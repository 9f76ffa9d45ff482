//! Environment variable access for detectors.

use std::collections::HashMap;

use tracing::debug;

use crate::error::{CompostError, Result};

/// Source of environment variables.
pub trait Env: Send + Sync {
    fn var(&self, name: &str) -> Option<String>;
}

/// The process environment.
#[derive(Debug, Clone, Copy, Default)]
pub struct ProcessEnv;

impl Env for ProcessEnv {
    fn var(&self, name: &str) -> Option<String> {
        std::env::var(name).ok()
    }
}

impl Env for HashMap<String, String> {
    fn var(&self, name: &str) -> Option<String> {
        self.get(name).cloned()
    }
}

fn sanitize(value: &str, secret: bool) -> &str {
    if secret {
        "************"
    } else {
        value
    }
}

/// Read a variable, treating unset and empty alike.
pub(crate) fn optional_var(env: &dyn Env, name: &str, secret: bool) -> Option<String> {
    let value = env.var(name).filter(|v| !v.is_empty())?;
    debug!("{name} environment variable is set to {}", sanitize(&value, secret));
    Some(value)
}

/// Read a variable that must be set; a missing value skips the detector.
pub(crate) fn require_var(env: &dyn Env, name: &str, secret: bool) -> Result<String> {
    optional_var(env, name, secret).ok_or_else(|| {
        CompostError::DetectionSkipped(format!("{name} environment variable is not set"))
    })
}

/// Check a variable holds `expected`; anything else skips the detector.
pub(crate) fn expect_var(env: &dyn Env, name: &str, expected: &str) -> Result<()> {
    let value = require_var(env, name, false)?;
    if value != expected {
        return Err(CompostError::DetectionSkipped(format!(
            "{name} environment variable is set to {value}, expected {expected}"
        )));
    }
    Ok(())
}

----

Requirement:
Everything in the listing must be returned word for word.

Answer:
repository 9f76ffa9d45ff482
//! Environment variable access for detectors.

use std::collections::HashMap;

use tracing::debug;

use crate::error::{CompostError, Result};

/// Source of environment variables.
pub trait Env: Send + Sync {
    fn var(&self, name: &str) -> Option<String>;
}

/// The process environment.
#[derive(Debug, Clone, Copy, Default)]
pub struct ProcessEnv;

impl Env for ProcessEnv {
    fn var(&self, name: &str) -> Option<String> {
        std::env::var(name).ok()
    }
}

impl Env for HashMap<String, String> {
    fn var(&self, name: &str) -> Option<String> {
        self.get(name).cloned()
    }
}

fn sanitize(value: &str, secret: bool) -> &str {
    if secret {
        "************"
    } else {
        value
    }
}

/// Read a variable, treating unset and empty alike.
pub(crate) fn optional_var(env: &dyn Env, name: &str, secret: bool) -> Option<String> {
    let value = env.var(name).filter(|v| !v.is_empty())?;
    debug!("{name} environment variable is set to {}", sanitize(&value, secret));
    Some(value)
}

/// Read a variable that must be set; a missing value skips the detector.
pub(crate) fn require_var(env: &dyn Env, name: &str, secret: bool) -> Result<String> {
    optional_var(env, name, secret).ok_or_else(|| {
        CompostError::DetectionSkipped(format!("{name} environment variable is not set"))
    })
}

/// Check a variable holds `expected`; anything else skips the detector.
pub(crate) fn expect_var(env: &dyn Env, name: &str, expected: &str) -> Result<()> {
    let value = require_var(env, name, false)?;
    if value != expected {
        return Err(CompostError::DetectionSkipped(format!(
            "{name} environment variable is set to {value}, expected {expected}"
        )));
    }
    Ok(())
}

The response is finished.